I don't understand. What is wrong? What is lacking? The tree is there. All the decoration is present. The malls are decorated, there are houses with decorations. Yet everything feels rushed and ''Un-Christmas". I get to think about the cliché points that brought up in these times. Is it because people are just running around buying whatever gifts they can? And everything is so damn over-priced that they can't buy what they really wanted? Is it because they are just running like fools after money? Are they forgetting that it's not about the gifts alone, you have to also take part in it? Or am I the problem?
Maybe.
The problem is that there is no exact answer, and that is... unnerving. Really unsettling. Was my money craze strong enough to make me this adrift? Have I really worked beyond what I should (and yet I'm running out of money soon...)? But I still like there were good things in this year. I don't understand. I don't feel like I destroyed things like that. Indeed I got worried about money much more than anytime before, but... there were good moments!
There was the whole trip to Japan, you can't take dreams away like that. There was the game trophy. There was the beginning of the relationship on January. There was the graduation.
It didn't pass as a blank year. Yet it feels weird. Because I'm not very happy with my actual job (which is coming to na end so it's okay). But...
I got real tired this year. It was a battle in the dark against... against what? I wanted money to be able to travel with my girlfriend. I really wanted to take her abroad and have a nice time. I wanted money to be able not to worry that much about money in the future. I wanted to be productive so I would feel better. Yet I got a shitload of work to do that did not succeed on reaching the finish line. I failed people.
Have I failed myself?
I don't know. I'm still trying, that's the new game this new year right? Focus on our projects, and then even if I fail, I can go to the backup plans. And it's never over, we can still slowly work through the free hours we get.
I still feel this dreaded cold.
Maybe I can't be the success I want to be, and also the man I wanted to be for her, and also the friend I wanted them to have... but what comes after I decide to admit that? Do I lose?
Maybe I just need some time to relax.
Maybe I just need to stop thinking for a while before the New Game + starts.
I hate maybe's.
Yet I loved the first time I heard she saying "tanjoubi" for the first time. She will probably never understand what was the magic of it. And I probably will never be able to explain the absolutely cute moment it became, her face, her voice, her pose.
I loved winning that trophy. For it was the first victory of the chain of dreams. And maybe someday, it grows as strong as the dreaded chain.
I loved the moments she showed up without further notice. Even if it didn't turn out well because I couldn't see her.
I loved Japan. It was the most insanely cool travel I've done. Someday I'll get back there.
I am lost.
And I am afraid Christmas might not come for me this year.
When I should actually be afraid I did not come for Christmas this year.
And I'm almost sure now the answer lies within them. Perhaps I need these people around.
Perhaps I need a hug and a bit of silence, the one that makes us rest our heads somewhere and stop trying to prepare for whatever hells that might come.
Perhaps stopping is Christmas.
And if you've come thus far, I wish you a merry one. Even if I ain't not even close on the road for it. But you might be.
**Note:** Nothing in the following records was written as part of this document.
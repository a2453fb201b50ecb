// Copyright (c) 2025 Geoffrey Huntley <ghuntley@ghuntley.com>. All rights reserved.
// SPDX-License-Identifier: Proprietary

//! PHI access decision engine.
//!
//! [`decide`] is the pure combinator. Evaluation is ordered and the first
//! matching rule wins:
//!
//! 0. **Enrollment**: a patient-scoped resource whose patient is not enrolled
//!    in the named organization is denied outright
//! 1. **Org role**: `staff`, `admin` or `provider` in the resource's organization
//! 2. **Self-access**: the actor's own patient record in that organization
//! 3. **Delegation**: an active grant whose permissions include the action's bit
//! 4. Otherwise deny
//!
//! [`AuthorizationResolver`] loads the [`AccessFacts`] [`decide`] needs from
//! the stores. Nothing about ownership or enrollment is taken from the caller.
//! Expiry and revocation are filtered by the [`DelegationStore`]; any grant
//! handed to [`decide`] is taken to be active.

use std::sync::Arc;

use tracing::{debug, info, instrument, warn};

use super::types::{Action, AllowRule, Decision, DenyReason, ResourceRef};
use crate::error::LookupError;
use crate::identity::IdentityContext;
use crate::store::{DelegationGrant, DelegationStore, PatientLinkStore, RoleStore};
use crate::types::{OrgId, PatientId, Role, UserId};

/// Stored facts about one actor and one resource.
#[derive(Debug, Clone, Default, PartialEq, Eq)]
pub struct AccessFacts {
	/// Organization the resource's patient is enrolled in.
	pub patient_org: Option<OrgId>,
	/// The actor's role in `resource.org_id`.
	pub role: Option<Role>,
	/// The actor's own patient record in `resource.org_id`.
	pub own_patient: Option<PatientId>,
	/// Active delegation from the resource's patient to the actor.
	pub grant: Option<DelegationGrant>,
}

/// Evaluates whether `actor` may perform `action` on `resource`.
pub fn decide(actor: UserId, action: Action, resource: &ResourceRef, facts: &AccessFacts) -> Decision {
	if resource.patient_id.is_some() && facts.patient_org != Some(resource.org_id) {
		return Decision::deny(DenyReason::PatientNotInOrg);
	}

	if let Some(role) = facts.role.filter(Role::sees_all_org_phi) {
		return Decision::allow(AllowRule::OrgRole { role });
	}

	let Some(patient_id) = resource.patient_id else {
		return Decision::deny(DenyReason::NoRole);
	};

	if facts.own_patient == Some(patient_id) {
		return Decision::allow(AllowRule::SelfAccess);
	}

	match &facts.grant {
		Some(g) if g.proxy_user_id == actor && g.patient_id == patient_id => {
			let permission = action.required_permission();
			if g.permissions.contains(permission) {
				Decision::allow(AllowRule::Delegation { grant_id: g.id })
			} else {
				Decision::deny(DenyReason::MissingPermission { permission })
			}
		}
		_ => Decision::deny(DenyReason::NoActiveGrant),
	}
}

/// Returns true when the org-role and self-access rules did not match and a
/// delegation lookup is needed to finish the decision.
pub fn requires_delegation(facts: &AccessFacts, resource: &ResourceRef) -> bool {
	!facts.role.is_some_and(|r| r.sees_all_org_phi())
		&& resource.patient_id.is_some()
		&& facts.own_patient != resource.patient_id
}

/// Resolves access decisions against live role, enrollment and delegation
/// storage.
#[derive(Clone)]
pub struct AuthorizationResolver {
	roles: Arc<dyn RoleStore>,
	delegations: Arc<dyn DelegationStore>,
	patients: Arc<dyn PatientLinkStore>,
}

impl AuthorizationResolver {
	pub fn new(
		roles: Arc<dyn RoleStore>,
		delegations: Arc<dyn DelegationStore>,
		patients: Arc<dyn PatientLinkStore>,
	) -> Self {
		Self {
			roles,
			delegations,
			patients,
		}
	}

	/// Decides whether the request's actor may perform `action` on `resource`.
	///
	/// Store failures produce `Deny(LookupFailed)`, never an allow.
	#[instrument(
		level = "debug",
		skip(self, ctx, resource),
		fields(
			user_id = %ctx.user_id(),
			org_id = %resource.org_id,
			action = ?action,
			resource_kind = ?resource.kind,
		)
	)]
	pub async fn authorize(
		&self,
		ctx: &IdentityContext,
		action: Action,
		resource: &ResourceRef,
	) -> Decision {
		let actor = ctx.user_id();

		let decision = match self.load_facts(actor, resource).await {
			Ok(facts) => decide(actor, action, resource, &facts),
			Err(e) => {
				warn!(store = e.store, error = %e, "authorization lookup failed, denying");
				Decision::deny(DenyReason::LookupFailed)
			}
		};
		self.log_decision(ctx, action, decision)
	}

	/// Loads facts in rule order, stopping once the outcome is settled.
	async fn load_facts(
		&self,
		actor: UserId,
		resource: &ResourceRef,
	) -> Result<AccessFacts, LookupError> {
		let mut facts = AccessFacts::default();

		if let Some(patient_id) = resource.patient_id {
			facts.patient_org = self.patients.organization_of(patient_id).await?;
			if facts.patient_org != Some(resource.org_id) {
				return Ok(facts);
			}
		}

		facts.role = self.roles.role_of(actor, resource.org_id).await?;

		let Some(patient_id) = resource.patient_id else {
			return Ok(facts);
		};
		if facts.role.is_some_and(|r| r.sees_all_org_phi()) {
			return Ok(facts);
		}

		facts.own_patient = self.patients.patient_for_user(actor, resource.org_id).await?;
		if requires_delegation(&facts, resource) {
			facts.grant = self.delegations.active_delegation(actor, patient_id).await?;
		}

		Ok(facts)
	}

	fn log_decision(&self, ctx: &IdentityContext, action: Action, decision: Decision) -> Decision {
		match &decision {
			Decision::Allow { rule } => {
				debug!(user_id = %ctx.user_id(), action = ?action, rule = ?rule, "PHI access allowed");
			}
			Decision::Deny { reason } => {
				info!(
					user_id = %ctx.user_id(),
					request_id = ctx.request_id().unwrap_or_default(),
					action = ?action,
					reason = %reason,
					"PHI access denied"
				);
			}
		}
		decision
	}
}
// Copyright (c) 2025 Geoffrey Huntley <ghuntley@ghuntley.com>. All rights reserved.
// SPDX-License-Identifier: Proprietary

//! SQLite persistence for the PHI engine.
//!
//! Repositories implement the store contracts from `phi-server-auth`, so the
//! resolver and scope filter read live membership, patient and delegation
//! rows. Storage failures cross that seam as `LookupError` and are denied.

pub mod audit;
pub mod delegation;
pub mod error;
pub mod membership;
pub mod patient;
pub mod pool;
pub mod schema;
pub mod tenant;
mod time;

#[cfg(any(test, feature = "testing"))]
pub mod testing;

pub use audit::{AuditPage, AuditQuery, AuditRepository};
pub use delegation::{DelegationRepository, NewGrant};
pub use error::{DbError, Result};
pub use membership::MembershipRepository;
pub use patient::{PatientRecord, PatientRepository};
pub use pool::create_pool;
pub use schema::ensure_schema;
pub use tenant::TenantSession;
After all, all it takes is one who believes.

quarta-feira, 18 de setembro de 2013

About relationships

It's undeniable that sometimes we get a bit frailer.
Though some would say that's no weakness, that's an opportunity to know where could our strength lie.
Can't really agree with them, but it doesn't seem to be something that bad sometimes. The big deal with all these troubles is that they are not a case of defined elements.
I thought about writing the things I thought while watching the landscape as the car glided through the road. But it seems a bit dull right now. It seems to have no point.
I just wanted to know what goes through people's heads when they set for something between boyfriend and girlfriend. In my head it feels like it should be something serious, something that demands commitment. It shouldn't be an act of sheer hipocrisy.
And this was a post that came in my head many weeks ago, I don't really remember all of the motivation. It just bugs me sometimes to see some couples out there. Why are people really trying to be together if they don't really like each other?
I know some of the reasons why. I can understand a bit of it. But is just looks... sad.
Within these days, some of the stories that play in my head grew up. Not to their final forms, not even close to that. But I keep on thinking about them.
There were three of them.
I guess now they are two, since the third one somehow disappeared. As stories come and go...
The first one, would be the big big one, between good and evil, two extremes from each side melted down to our human limitations. Both like each other, both try to be close to each other, both try to have a reason for each other. But that ends up separating them. Until the final encounter (which is what actually plays in my head), when they meet over the buildings and truth comes out. I guess I should say I'm sorry for being so abstract over here... but I really wanted to write it someday so, let's keep it like that.
The second one is a much more simple one yet bigger. It's about a heavenly creature that abandons its life to be with one among us. It's not innovative by any means indeed, but I like the way the dialogues run when you get to face that you no longer have the power to protect those you love.
I wonder what was the third.
I wonder why these things keep floating around in my head. I really have to man up and get back to writing...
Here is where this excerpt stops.